WORK REQUIRED
Keep every line of the data below that has the string "default" and present those lines.

____ GIVEN DATA

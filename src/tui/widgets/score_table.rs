/// ScoreTable widget - displays period-by-period score breakdown
///
/// Renders goals per period for both teams, with overtime and shootout
/// columns once the game has reached them. Periods the game has not
/// reached yet show a dash.

use ratatui::{buffer::Buffer, layout::Rect, style::Style};
use crate::config::DisplayConfig;
use crate::formatting::PLACEHOLDER;
use crate::layout_constants::{PERIOD_COL_WIDTH, SCORE_TABLE_HEIGHT, TEAM_ABBREV_COL_WIDTH};
use crate::tui::widgets::RenderableWidget;
use crate::types::{tally_period_goals, tally_score, Goal, Period, PeriodGoals, REGULATION_PERIODS};

/// Widget for displaying period-by-period scores
#[derive(Debug, Clone)]
pub struct ScoreTable {
    pub away_team: String,
    pub home_team: String,
    /// Totals; None before the game starts
    pub away_score: Option<u32>,
    pub home_score: Option<u32>,
    pub away_periods: PeriodGoals,
    pub home_periods: PeriodGoals,
    /// Latest period reached; None before the game starts
    pub current_period: Option<Period>,
    pub selected: bool,
    /// Terminal has focus; an unfocused selection is dimmed
    pub focused: bool,
}

impl ScoreTable {
    /// Table for the given goals, with play having reached `current_period`
    pub fn from_goals(
        away_team: &str,
        home_team: &str,
        goals: &[&Goal],
        current_period: Option<Period>,
        selected: bool,
    ) -> Self {
        let started = current_period.is_some();
        Self {
            away_team: away_team.to_string(),
            home_team: home_team.to_string(),
            away_score: started.then(|| tally_score(goals.iter().copied(), away_team)),
            home_score: started.then(|| tally_score(goals.iter().copied(), home_team)),
            away_periods: tally_period_goals(goals.iter().copied(), away_team),
            home_periods: tally_period_goals(goals.iter().copied(), home_team),
            current_period,
            selected,
            focused: true,
        }
    }

    pub fn with_focus(mut self, focused: bool) -> Self {
        self.focused = focused;
        self
    }

    fn has_ot(&self) -> bool {
        self.current_period.is_some_and(|p| p >= Period::Overtime(1))
    }

    fn has_so(&self) -> bool {
        self.current_period == Some(Period::Shootout)
    }

    /// Column headers after the team column
    fn headers(&self) -> Vec<&'static str> {
        let mut headers = vec!["1", "2", "3"];
        if self.has_ot() {
            headers.push("OT");
        }
        if self.has_so() {
            headers.push("SO");
        }
        headers.push("T");
        headers
    }

    fn width(&self) -> usize {
        1 + TEAM_ABBREV_COL_WIDTH + self.headers().len() * (1 + PERIOD_COL_WIDTH) + 1
    }

    fn reached(&self, period: Period) -> bool {
        self.current_period.is_some_and(|current| period <= current)
    }

    /// Cell values for one team, in header order
    fn team_cells(&self, periods: &PeriodGoals, total: Option<u32>) -> Vec<String> {
        let cell = |period: Period, value: u32| {
            if self.reached(period) {
                value.to_string()
            } else {
                PLACEHOLDER.to_string()
            }
        };

        let mut cells: Vec<String> = (1..=REGULATION_PERIODS)
            .map(|n| cell(Period::Regular(n), periods.regulation[usize::from(n - 1)]))
            .collect();
        if self.has_ot() {
            cells.push(cell(Period::Overtime(1), periods.overtime));
        }
        if self.has_so() {
            cells.push(cell(Period::Shootout, periods.shootout));
        }
        cells.push(total.map_or_else(|| PLACEHOLDER.to_string(), |t| t.to_string()));
        cells
    }

    fn border(&self, left: &str, junction: &str, right: &str, config: &DisplayConfig) -> String {
        let horizontal = &config.box_chars.horizontal;
        let mut line = String::new();
        line.push_str(left);
        line.push_str(&horizontal.repeat(TEAM_ABBREV_COL_WIDTH));
        for _ in self.headers() {
            line.push_str(junction);
            line.push_str(&horizontal.repeat(PERIOD_COL_WIDTH));
        }
        line.push_str(right);
        line
    }

    fn row(&self, label: &str, cells: &[String], config: &DisplayConfig) -> String {
        let vertical = &config.box_chars.vertical;
        let mut line = String::new();
        line.push_str(vertical);
        line.push_str(&format!("{:^width$}", label, width = TEAM_ABBREV_COL_WIDTH));
        for cell in cells {
            line.push_str(vertical);
            line.push_str(&format!("{:^width$}", cell, width = PERIOD_COL_WIDTH));
        }
        line.push_str(vertical);
        line
    }

    fn get_style(&self, config: &DisplayConfig) -> Style {
        if self.selected {
            Style::default().fg(config.selection_color(self.focused))
        } else {
            Style::default()
        }
    }
}

impl RenderableWidget for ScoreTable {
    fn render(&self, area: Rect, buf: &mut Buffer, config: &DisplayConfig) {
        if area.height < SCORE_TABLE_HEIGHT || (area.width as usize) < self.width() {
            return; // Not enough space
        }

        let chars = &config.box_chars;
        let headers: Vec<String> = self.headers().into_iter().map(str::to_string).collect();
        let lines = [
            self.border(&chars.top_left, &chars.top_junction, &chars.top_right, config),
            self.row("", &headers, config),
            self.border(&chars.left_junction, &chars.cross, &chars.right_junction, config),
            self.row(&self.away_team, &self.team_cells(&self.away_periods, self.away_score), config),
            self.row(&self.home_team, &self.team_cells(&self.home_periods, self.home_score), config),
            self.border(&chars.bottom_left, &chars.bottom_junction, &chars.bottom_right, config),
        ];

        let style = self.get_style(config);
        for (y, line) in (area.y..).zip(lines.iter()) {
            buf.set_string(area.x, y, line, style);
        }
    }

    fn preferred_height(&self) -> Option<u16> {
        Some(SCORE_TABLE_HEIGHT)
    }

    fn preferred_width(&self) -> Option<u16> {
        Some(self.width() as u16)
    }
}

#[cfg(test)]
mod tests {
    use super::*;
    use crate::fixtures;
    use crate::tui::testing::assert_buffer;
    use crate::tui::widgets::testing::*;

    fn table_for(game: &crate::types::Game, current_period: Option<Period>) -> ScoreTable {
        let goals: Vec<&Goal> = game.goals.iter().collect();
        ScoreTable::from_goals(
            &game.away().abbreviation,
            &game.home().abbreviation,
            &goals,
            current_period,
            false,
        )
    }

    #[test]
    fn test_score_table_not_started() {
        let widget = table_for(&fixtures::pre_game(), None);
        let buf = render_widget(&widget, 27, 6);

        assert_buffer(
            &buf,
            &[
                "╭─────┬────┬────┬────┬────╮",
                "│     │ 1  │ 2  │ 3  │ T  │",
                "├─────┼────┼────┼────┼────┤",
                "│ TOR │ -  │ -  │ -  │ -  │",
                "│ MTL │ -  │ -  │ -  │ -  │",
                "╰─────┴────┴────┴────┴────╯",
            ],
        );
    }

    #[test]
    fn test_score_table_live_hides_future_periods() {
        let widget = table_for(&fixtures::live_game(), Some(Period::Regular(2)));
        let buf = render_widget(&widget, 27, 6);

        assert_buffer(
            &buf,
            &[
                "╭─────┬────┬────┬────┬────╮",
                "│     │ 1  │ 2  │ 3  │ T  │",
                "├─────┼────┼────┼────┼────┤",
                "│ BOS │ 1  │ 0  │ -  │ 1  │",
                "│ NYR │ 0  │ 1  │ -  │ 1  │",
                "╰─────┴────┴────┴────┴────╯",
            ],
        );
    }

    #[test]
    fn test_score_table_final() {
        let widget = table_for(&fixtures::final_game(), Some(Period::Regular(3)));
        let buf = render_widget(&widget, 27, 6);

        assert_buffer(
            &buf,
            &[
                "╭─────┬────┬────┬────┬────╮",
                "│     │ 1  │ 2  │ 3  │ T  │",
                "├─────┼────┼────┼────┼────┤",
                "│ EDM │ 1  │ 1  │ 1  │ 3  │",
                "│ VAN │ 1  │ 0  │ 0  │ 1  │",
                "╰─────┴────┴────┴────┴────╯",
            ],
        );
    }

    #[test]
    fn test_score_table_overtime() {
        let widget = table_for(&fixtures::overtime_game(), Some(Period::Overtime(1)));
        let buf = render_widget(&widget, 32, 6);

        assert_buffer(
            &buf,
            &[
                "╭─────┬────┬────┬────┬────┬────╮",
                "│     │ 1  │ 2  │ 3  │ OT │ T  │",
                "├─────┼────┼────┼────┼────┼────┤",
                "│ DAL │ 1  │ 0  │ 0  │ 0  │ 1  │",
                "│ COL │ 0  │ 0  │ 1  │ 1  │ 2  │",
                "╰─────┴────┴────┴────┴────┴────╯",
            ],
        );
    }

    #[test]
    fn test_score_table_shootout() {
        let widget = table_for(&fixtures::shootout_game(), Some(Period::Shootout));
        assert_eq!(widget.preferred_width(), Some(37));
        let buf = render_widget(&widget, 37, 6);

        assert_buffer(
            &buf,
            &[
                "╭─────┬────┬────┬────┬────┬────┬────╮",
                "│     │ 1  │ 2  │ 3  │ OT │ SO │ T  │",
                "├─────┼────┼────┼────┼────┼────┼────┤",
                "│ CAR │ 1  │ 0  │ 0  │ 0  │ 2  │ 2  │",
                "│ NJD │ 0  │ 1  │ 0  │ 0  │ 1  │ 1  │",
                "╰─────┴────┴────┴────┴────┴────┴────╯",
            ],
        );
    }

    #[test]
    fn test_score_table_partial_goals() {
        let game = fixtures::final_game();
        let early: Vec<&Goal> = game.goals.iter().take(1).collect();
        let widget = ScoreTable::from_goals("EDM", "VAN", &early, Some(Period::Regular(1)), false);
        assert_eq!(widget.away_score, Some(1));
        assert_eq!(widget.home_score, Some(0));
    }

    #[test]
    fn test_score_table_ascii() {
        let widget = table_for(&fixtures::pre_game(), None);
        let buf = render_widget_with_config(&widget, 27, 6, &test_config_ascii());
        assert_eq!(buffer_line(&buf, 0), "+-----+----+----+----+----+");
        assert_eq!(buffer_line(&buf, 3), "| TOR | -  | -  | -  | -  |");
    }

    #[test]
    fn test_score_table_too_narrow_renders_nothing() {
        let widget = table_for(&fixtures::final_game(), Some(Period::Regular(3)));
        let buf = render_widget(&widget, 20, 6);
        assert_eq!(buffer_line(&buf, 0).trim(), "");
    }
}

________

THE ANSWER
            Style::default().fg(config.selection_color(self.focused))
            Style::default()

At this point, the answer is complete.